━━━ SUPPLIED DATA ━━━

use crate::geometry::{EdgeInsets, Offset};

use super::Axis;

#[derive(Debug, Clone, Copy, PartialEq)]
pub struct Size {
    pub width: f32,
    pub height: f32,
}

impl Size {
    pub const fn new(width: f32, height: f32) -> Self {
        Self { width, height }
    }

    pub const fn zero() -> Self {
        Self {
            width: 0.0,
            height: 0.0,
        }
    }

    pub const fn infinite() -> Self {
        Self {
            width: f32::INFINITY,
            height: f32::INFINITY,
        }
    }

    pub fn is_empty(&self) -> bool {
        self.width <= 0.0 || self.height <= 0.0
    }

    pub fn is_finite(&self) -> bool {
        self.width.is_finite() && self.height.is_finite()
    }

    /// Whether a local position lies inside `(0,0)..(width,height)`.
    pub fn contains(&self, position: Offset) -> bool {
        position.x >= 0.0 && position.x < self.width && position.y >= 0.0 && position.y < self.height
    }

    pub fn main_axis(&self, axis: Axis) -> f32 {
        match axis {
            Axis::Horizontal => self.width,
            Axis::Vertical => self.height,
        }
    }

    pub fn cross_axis(&self, axis: Axis) -> f32 {
        match axis {
            Axis::Horizontal => self.height,
            Axis::Vertical => self.width,
        }
    }

    /// Build a size from main/cross extents along `axis`.
    pub fn from_axes(axis: Axis, main: f32, cross: f32) -> Self {
        match axis {
            Axis::Horizontal => Size::new(main, cross),
            Axis::Vertical => Size::new(cross, main),
        }
    }
}

impl Default for Size {
    fn default() -> Self {
        Self::zero()
    }
}

/// Min/max width and height bounds handed down during layout.
///
/// Well-formed constraints satisfy `0 <= min <= max` on both axes and never
/// carry an infinite minimum; maxima may be `f32::INFINITY`.
#[derive(Debug, Clone, Copy, PartialEq)]
pub struct BoxConstraints {
    pub min_width: f32,
    pub min_height: f32,
    pub max_width: f32,
    pub max_height: f32,
}

impl BoxConstraints {
    pub const fn new(min_width: f32, min_height: f32, max_width: f32, max_height: f32) -> Self {
        Self {
            min_width,
            min_height,
            max_width,
            max_height,
        }
    }

    pub fn tight(size: Size) -> Self {
        Self {
            min_width: size.width,
            min_height: size.height,
            max_width: size.width,
            max_height: size.height,
        }
    }

    /// Tight on the axes that are given, unbounded on the others.
    pub fn tight_for(width: Option<f32>, height: Option<f32>) -> Self {
        Self {
            min_width: width.unwrap_or(0.0),
            min_height: height.unwrap_or(0.0),
            max_width: width.unwrap_or(f32::INFINITY),
            max_height: height.unwrap_or(f32::INFINITY),
        }
    }

    pub fn loose(size: Size) -> Self {
        Self {
            min_width: 0.0,
            min_height: 0.0,
            max_width: size.width,
            max_height: size.height,
        }
    }

    pub fn unbounded() -> Self {
        Self {
            min_width: 0.0,
            min_height: 0.0,
            max_width: f32::INFINITY,
            max_height: f32::INFINITY,
        }
    }

    /// Bound only the cross axis of `axis` by `max_cross`; the main axis is free.
    pub fn cross_bounded(axis: Axis, max_cross: f32) -> Self {
        match axis {
            Axis::Horizontal => Self::new(0.0, 0.0, f32::INFINITY, max_cross),
            Axis::Vertical => Self::new(0.0, 0.0, max_cross, f32::INFINITY),
        }
    }

    /// Force the given extents, clamped into these constraints.
    pub fn tighten(&self, width: Option<f32>, height: Option<f32>) -> Self {
        let mut result = *self;
        if let Some(w) = width {
            let w = w.clamp(self.min_width, self.max_width);
            result.min_width = w;
            result.max_width = w;
        }
        if let Some(h) = height {
            let h = h.clamp(self.min_height, self.max_height);
            result.min_height = h;
            result.max_height = h;
        }
        result
    }

    /// Drop the minimums to zero.
    pub fn loosen(&self) -> Self {
        Self {
            min_width: 0.0,
            min_height: 0.0,
            ..*self
        }
    }

    /// Clamp every bound of `self` into `outer`.
    pub fn enforce(&self, outer: BoxConstraints) -> Self {
        Self {
            min_width: self.min_width.clamp(outer.min_width, outer.max_width),
            max_width: self.max_width.clamp(outer.min_width, outer.max_width),
            min_height: self.min_height.clamp(outer.min_height, outer.max_height),
            max_height: self.max_height.clamp(outer.min_height, outer.max_height),
        }
    }

    /// Subtract a fixed inset from both bounds, never going below zero.
    pub fn deflate(&self, insets: EdgeInsets) -> Self {
        let horizontal = insets.horizontal();
        let vertical = insets.vertical();
        let min_width = (self.min_width - horizontal).max(0.0);
        let min_height = (self.min_height - vertical).max(0.0);
        Self {
            min_width,
            min_height,
            max_width: (self.max_width - horizontal).max(min_width),
            max_height: (self.max_height - vertical).max(min_height),
        }
    }

    pub fn constrain(&self, size: Size) -> Size {
        Size {
            width: self.constrain_width(size.width),
            height: self.constrain_height(size.height),
        }
    }

    pub fn constrain_width(&self, width: f32) -> f32 {
        width.max(self.min_width).min(self.max_width)
    }

    pub fn constrain_height(&self, height: f32) -> f32 {
        height.max(self.min_height).min(self.max_height)
    }

    /// Constrain `size` while keeping its aspect ratio where the bounds allow.
    pub fn constrain_size_and_attempt_to_preserve_aspect_ratio(&self, size: Size) -> Size {
        if self.is_tight() {
            return self.smallest();
        }
        if size.width <= 0.0 || size.height <= 0.0 {
            return self.constrain(size);
        }

        let aspect = size.width / size.height;
        let mut width = size.width;
        let mut height = size.height;

        if width > self.max_width {
            width = self.max_width;
            height = width / aspect;
        }
        if height > self.max_height {
            height = self.max_height;
            width = height * aspect;
        }
        if width < self.min_width {
            width = self.min_width;
            height = width / aspect;
        }
        if height < self.min_height {
            height = self.min_height;
            width = height * aspect;
        }

        self.constrain(Size::new(width, height))
    }

    pub fn max_size(&self) -> Size {
        Size {
            width: self.max_width,
            height: self.max_height,
        }
    }

    /// The largest size that satisfies the constraints.
    pub fn biggest(&self) -> Size {
        self.constrain(Size::infinite())
    }

    /// The smallest size that satisfies the constraints.
    pub fn smallest(&self) -> Size {
        self.constrain(Size::zero())
    }

    pub fn is_tight(&self) -> bool {
        self.min_width == self.max_width && self.min_height == self.max_height
    }

    pub fn has_bounded_width(&self) -> bool {
        self.max_width < f32::INFINITY
    }

    pub fn has_bounded_height(&self) -> bool {
        self.max_height < f32::INFINITY
    }

    pub fn has_infinite_width(&self) -> bool {
        self.min_width >= f32::INFINITY || self.max_width >= f32::INFINITY
    }

    pub fn has_infinite_height(&self) -> bool {
        self.min_height >= f32::INFINITY || self.max_height >= f32::INFINITY
    }

    pub fn max_main(&self, axis: Axis) -> f32 {
        match axis {
            Axis::Horizontal => self.max_width,
            Axis::Vertical => self.max_height,
        }
    }

    pub fn max_cross(&self, axis: Axis) -> f32 {
        match axis {
            Axis::Horizontal => self.max_height,
            Axis::Vertical => self.max_width,
        }
    }

    /// `0 <= min <= max` per axis, minimums finite, nothing NaN.
    pub fn is_normalized(&self) -> bool {
        self.min_width >= 0.0
            && self.min_height >= 0.0
            && self.min_width <= self.max_width
            && self.min_height <= self.max_height
            && self.min_width.is_finite()
            && self.min_height.is_finite()
    }

    /// Whether `size` lies within the bounds, with a small tolerance for
    /// float accumulation in the layout algorithms.
    pub fn is_satisfied_by(&self, size: Size) -> bool {
        const EPSILON: f32 = 1e-3;
        size.width >= self.min_width - EPSILON
            && size.width <= self.max_width + EPSILON
            && size.height >= self.min_height - EPSILON
            && size.height <= self.max_height + EPSILON
    }
}

impl Default for BoxConstraints {
    fn default() -> Self {
        Self::unbounded()
    }
}

#[cfg(test)]
mod tests {
    use super::*;

    #[test]
    fn test_size_is_empty() {
        assert!(Size::zero().is_empty());
        assert!(Size::new(0.0, 10.0).is_empty());
        assert!(Size::new(10.0, 0.0).is_empty());
        assert!(Size::new(-5.0, 10.0).is_empty());
        assert!(!Size::new(10.0, 10.0).is_empty());
    }

    #[test]
    fn test_size_axes() {
        let size = Size::new(30.0, 40.0);
        assert_eq!(size.main_axis(Axis::Horizontal), 30.0);
        assert_eq!(size.cross_axis(Axis::Horizontal), 40.0);
        assert_eq!(size.main_axis(Axis::Vertical), 40.0);
        assert_eq!(Size::from_axes(Axis::Vertical, 40.0, 30.0), size);
    }

    #[test]
    fn test_constraints_tight() {
        let c = BoxConstraints::tight(Size::new(50.0, 75.0));
        assert_eq!(c.min_width, 50.0);
        assert_eq!(c.max_height, 75.0);
        assert!(c.is_tight());
    }

    #[test]
    fn test_constraints_tight_for_partial() {
        let c = BoxConstraints::tight_for(Some(20.0), None);
        assert_eq!(c.min_width, 20.0);
        assert_eq!(c.max_width, 20.0);
        assert_eq!(c.min_height, 0.0);
        assert_eq!(c.max_height, f32::INFINITY);
        assert!(!c.is_tight());
    }

    #[test]
    fn test_constraints_constrain() {
        let c = BoxConstraints::new(10.0, 20.0, 100.0, 200.0);
        assert_eq!(c.constrain(Size::new(50.0, 50.0)), Size::new(50.0, 50.0));
        assert_eq!(c.constrain(Size::new(5.0, 15.0)), Size::new(10.0, 20.0));
        assert_eq!(c.constrain(Size::new(150.0, 250.0)), Size::new(100.0, 200.0));
        assert_eq!(c.constrain(Size::new(5.0, 250.0)), Size::new(10.0, 200.0));
    }

    #[test]
    fn test_constrain_is_idempotent() {
        let all = [
            BoxConstraints::new(10.0, 20.0, 100.0, 200.0),
            BoxConstraints::tight(Size::new(5.0, 5.0)),
            BoxConstraints::unbounded(),
            BoxConstraints::new(0.0, 0.0, 0.0, f32::INFINITY),
        ];
        let sizes = [
            Size::zero(),
            Size::new(1e6, 3.0),
            Size::new(42.0, 1e9),
            Size::new(7.5, 7.5),
        ];
        for c in all {
            for s in sizes {
                let once = c.constrain(s);
                assert!(c.is_satisfied_by(once), "{c:?} {s:?}");
                assert_eq!(c.constrain(once), once);
            }
        }
    }

    #[test]
    fn test_tighten_clamps_into_bounds() {
        let c = BoxConstraints::new(10.0, 10.0, 50.0, 50.0);
        let t = c.tighten(Some(80.0), None);
        assert_eq!(t.min_width, 50.0);
        assert_eq!(t.max_width, 50.0);
        assert_eq!(t.min_height, 10.0);
        assert_eq!(t.max_height, 50.0);
    }

    #[test]
    fn test_loosen_and_enforce() {
        let c = BoxConstraints::tight(Size::new(40.0, 40.0)).loosen();
        assert_eq!(c, BoxConstraints::new(0.0, 0.0, 40.0, 40.0));

        let inner = BoxConstraints::tight(Size::new(100.0, 10.0));
        let outer = BoxConstraints::new(0.0, 20.0, 60.0, 60.0);
        let enforced = inner.enforce(outer);
        assert_eq!(enforced, BoxConstraints::new(60.0, 20.0, 60.0, 20.0));
    }

    #[test]
    fn test_deflate() {
        let c = BoxConstraints::new(10.0, 10.0, 100.0, f32::INFINITY);
        let d = c.deflate(EdgeInsets::all(8.0));
        assert_eq!(d.min_width, 0.0);
        assert_eq!(d.max_width, 84.0);
        assert_eq!(d.max_height, f32::INFINITY);

        let narrow = BoxConstraints::tight(Size::new(4.0, 4.0)).deflate(EdgeInsets::all(8.0));
        assert_eq!(narrow, BoxConstraints::tight(Size::zero()));
    }

    #[test]
    fn test_aspect_ratio_preservation() {
        let c = BoxConstraints::loose(Size::new(100.0, 100.0));
        let s = c.constrain_size_and_attempt_to_preserve_aspect_ratio(Size::new(400.0, 200.0));
        assert_eq!(s, Size::new(100.0, 50.0));

        let tight = BoxConstraints::tight(Size::new(30.0, 30.0));
        let s = tight.constrain_size_and_attempt_to_preserve_aspect_ratio(Size::new(400.0, 200.0));
        assert_eq!(s, Size::new(30.0, 30.0));
    }

    #[test]
    fn test_normalization() {
        assert!(BoxConstraints::unbounded().is_normalized());
        assert!(!BoxConstraints::new(10.0, 0.0, 5.0, 5.0).is_normalized());
        assert!(!BoxConstraints::new(f32::INFINITY, 0.0, f32::INFINITY, 5.0).is_normalized());
        assert!(!BoxConstraints::new(-1.0, 0.0, 5.0, 5.0).is_normalized());
    }

    #[test]
    fn test_biggest_smallest() {
        let c = BoxConstraints::new(10.0, 20.0, 100.0, f32::INFINITY);
        assert_eq!(c.smallest(), Size::new(10.0, 20.0));
        assert_eq!(c.biggest(), Size::new(100.0, f32::INFINITY));
        assert!(c.has_bounded_width());
        assert!(!c.has_bounded_height());
        assert!(c.has_infinite_height());
    }
}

━━━

■ **AIM OF THE EXERCISE**
Write out every line in the data that holds the string "zero".

■ **SOLUTION TO THIS TASK**
    pub const fn zero() -> Self {
        Self::zero()
    /// Drop the minimums to zero.
    /// Subtract a fixed inset from both bounds, never going below zero.
        self.constrain(Size::zero())
        assert!(Size::zero().is_empty());
            Size::zero(),
        assert_eq!(narrow, BoxConstraints::tight(Size::zero()));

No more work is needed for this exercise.